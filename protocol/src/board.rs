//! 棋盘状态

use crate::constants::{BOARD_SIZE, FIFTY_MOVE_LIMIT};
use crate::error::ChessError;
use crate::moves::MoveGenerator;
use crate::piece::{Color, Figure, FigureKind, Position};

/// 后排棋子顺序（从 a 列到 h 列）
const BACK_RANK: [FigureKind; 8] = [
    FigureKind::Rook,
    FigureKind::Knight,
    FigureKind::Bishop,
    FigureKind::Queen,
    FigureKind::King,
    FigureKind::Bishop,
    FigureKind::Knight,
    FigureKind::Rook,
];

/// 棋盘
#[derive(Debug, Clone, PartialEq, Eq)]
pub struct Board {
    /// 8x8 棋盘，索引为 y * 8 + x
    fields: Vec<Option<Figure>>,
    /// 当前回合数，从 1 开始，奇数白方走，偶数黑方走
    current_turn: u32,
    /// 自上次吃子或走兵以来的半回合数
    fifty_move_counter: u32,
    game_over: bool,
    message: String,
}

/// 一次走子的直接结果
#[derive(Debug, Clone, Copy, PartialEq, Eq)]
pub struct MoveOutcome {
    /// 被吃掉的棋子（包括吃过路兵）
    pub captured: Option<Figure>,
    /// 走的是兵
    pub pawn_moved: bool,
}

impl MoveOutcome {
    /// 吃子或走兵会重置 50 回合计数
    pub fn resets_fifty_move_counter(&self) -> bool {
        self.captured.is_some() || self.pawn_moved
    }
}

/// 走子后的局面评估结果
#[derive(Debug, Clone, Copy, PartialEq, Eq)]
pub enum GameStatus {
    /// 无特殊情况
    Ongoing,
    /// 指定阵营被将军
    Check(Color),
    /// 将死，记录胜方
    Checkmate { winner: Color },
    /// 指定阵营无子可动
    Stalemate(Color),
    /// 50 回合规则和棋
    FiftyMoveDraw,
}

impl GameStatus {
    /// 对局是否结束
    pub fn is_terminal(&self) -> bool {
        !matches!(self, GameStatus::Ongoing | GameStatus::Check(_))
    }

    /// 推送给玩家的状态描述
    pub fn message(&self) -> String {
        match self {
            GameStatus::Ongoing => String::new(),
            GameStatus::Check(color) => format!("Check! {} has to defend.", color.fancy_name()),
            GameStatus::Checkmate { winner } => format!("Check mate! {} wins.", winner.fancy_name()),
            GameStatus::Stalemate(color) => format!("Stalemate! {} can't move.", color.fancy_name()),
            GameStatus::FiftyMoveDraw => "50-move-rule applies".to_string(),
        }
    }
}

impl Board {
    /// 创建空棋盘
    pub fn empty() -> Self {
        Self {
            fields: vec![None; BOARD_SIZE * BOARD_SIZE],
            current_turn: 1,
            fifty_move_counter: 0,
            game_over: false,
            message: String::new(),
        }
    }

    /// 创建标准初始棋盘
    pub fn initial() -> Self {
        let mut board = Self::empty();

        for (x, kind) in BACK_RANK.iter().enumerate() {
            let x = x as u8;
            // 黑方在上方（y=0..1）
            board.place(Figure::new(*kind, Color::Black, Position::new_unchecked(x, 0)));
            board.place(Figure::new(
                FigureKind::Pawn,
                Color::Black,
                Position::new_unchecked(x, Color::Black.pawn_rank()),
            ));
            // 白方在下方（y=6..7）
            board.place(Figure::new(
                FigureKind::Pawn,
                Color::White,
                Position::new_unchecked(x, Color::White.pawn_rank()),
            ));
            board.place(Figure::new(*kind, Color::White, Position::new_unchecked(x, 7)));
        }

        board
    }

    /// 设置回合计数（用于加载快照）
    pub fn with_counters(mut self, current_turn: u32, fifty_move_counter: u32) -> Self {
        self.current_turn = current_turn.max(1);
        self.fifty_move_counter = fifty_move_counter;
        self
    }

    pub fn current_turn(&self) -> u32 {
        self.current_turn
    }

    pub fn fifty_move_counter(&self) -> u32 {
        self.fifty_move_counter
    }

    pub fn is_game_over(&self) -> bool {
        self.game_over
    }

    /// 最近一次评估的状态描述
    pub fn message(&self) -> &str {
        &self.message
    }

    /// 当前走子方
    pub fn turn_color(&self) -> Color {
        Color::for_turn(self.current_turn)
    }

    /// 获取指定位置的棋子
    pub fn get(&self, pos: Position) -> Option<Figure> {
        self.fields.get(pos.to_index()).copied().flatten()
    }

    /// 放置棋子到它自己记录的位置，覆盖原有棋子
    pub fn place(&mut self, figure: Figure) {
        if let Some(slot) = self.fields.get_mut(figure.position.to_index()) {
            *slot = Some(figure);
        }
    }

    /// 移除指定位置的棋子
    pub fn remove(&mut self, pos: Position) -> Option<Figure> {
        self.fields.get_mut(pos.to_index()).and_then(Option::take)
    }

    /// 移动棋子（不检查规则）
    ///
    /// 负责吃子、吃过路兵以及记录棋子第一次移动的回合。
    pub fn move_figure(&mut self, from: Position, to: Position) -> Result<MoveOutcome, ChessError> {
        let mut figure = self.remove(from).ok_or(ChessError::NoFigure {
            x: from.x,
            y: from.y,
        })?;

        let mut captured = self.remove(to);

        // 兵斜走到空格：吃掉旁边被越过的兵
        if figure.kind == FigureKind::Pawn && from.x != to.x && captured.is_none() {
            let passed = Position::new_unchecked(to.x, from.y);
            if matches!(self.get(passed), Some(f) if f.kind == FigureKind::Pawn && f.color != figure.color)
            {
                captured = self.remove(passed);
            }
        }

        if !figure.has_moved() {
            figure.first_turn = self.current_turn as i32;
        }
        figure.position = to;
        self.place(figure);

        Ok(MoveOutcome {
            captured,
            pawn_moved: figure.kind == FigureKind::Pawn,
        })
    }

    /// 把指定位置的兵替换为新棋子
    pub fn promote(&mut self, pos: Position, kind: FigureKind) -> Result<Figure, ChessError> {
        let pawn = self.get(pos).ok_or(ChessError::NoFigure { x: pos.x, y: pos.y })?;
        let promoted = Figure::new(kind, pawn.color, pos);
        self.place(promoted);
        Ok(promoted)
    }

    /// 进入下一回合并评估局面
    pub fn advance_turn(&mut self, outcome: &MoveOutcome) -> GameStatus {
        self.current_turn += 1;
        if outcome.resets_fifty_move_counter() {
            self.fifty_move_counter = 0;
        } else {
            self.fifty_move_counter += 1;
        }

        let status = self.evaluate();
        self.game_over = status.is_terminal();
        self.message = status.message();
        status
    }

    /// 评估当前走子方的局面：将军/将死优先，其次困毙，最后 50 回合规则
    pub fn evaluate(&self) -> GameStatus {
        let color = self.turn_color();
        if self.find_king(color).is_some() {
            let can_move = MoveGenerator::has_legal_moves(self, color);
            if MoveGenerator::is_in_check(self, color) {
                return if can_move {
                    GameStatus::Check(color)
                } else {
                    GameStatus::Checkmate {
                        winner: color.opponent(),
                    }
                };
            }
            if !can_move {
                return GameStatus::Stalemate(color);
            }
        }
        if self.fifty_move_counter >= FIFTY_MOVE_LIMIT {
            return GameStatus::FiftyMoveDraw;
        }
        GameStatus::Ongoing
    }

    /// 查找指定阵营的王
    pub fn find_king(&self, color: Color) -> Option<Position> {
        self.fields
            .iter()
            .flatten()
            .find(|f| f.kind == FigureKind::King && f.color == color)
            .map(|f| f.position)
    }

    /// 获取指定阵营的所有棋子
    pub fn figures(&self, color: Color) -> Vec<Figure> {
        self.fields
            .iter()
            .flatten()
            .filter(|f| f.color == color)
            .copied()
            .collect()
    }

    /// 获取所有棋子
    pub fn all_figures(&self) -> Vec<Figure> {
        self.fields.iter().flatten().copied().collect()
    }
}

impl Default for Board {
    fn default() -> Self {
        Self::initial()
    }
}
──────────
Copy each line of the records that contains the word "White".

                Color::White,
                Position::new_unchecked(x, Color::White.pawn_rank()),
            board.place(Figure::new(*kind, Color::White, Position::new_unchecked(x, 7)));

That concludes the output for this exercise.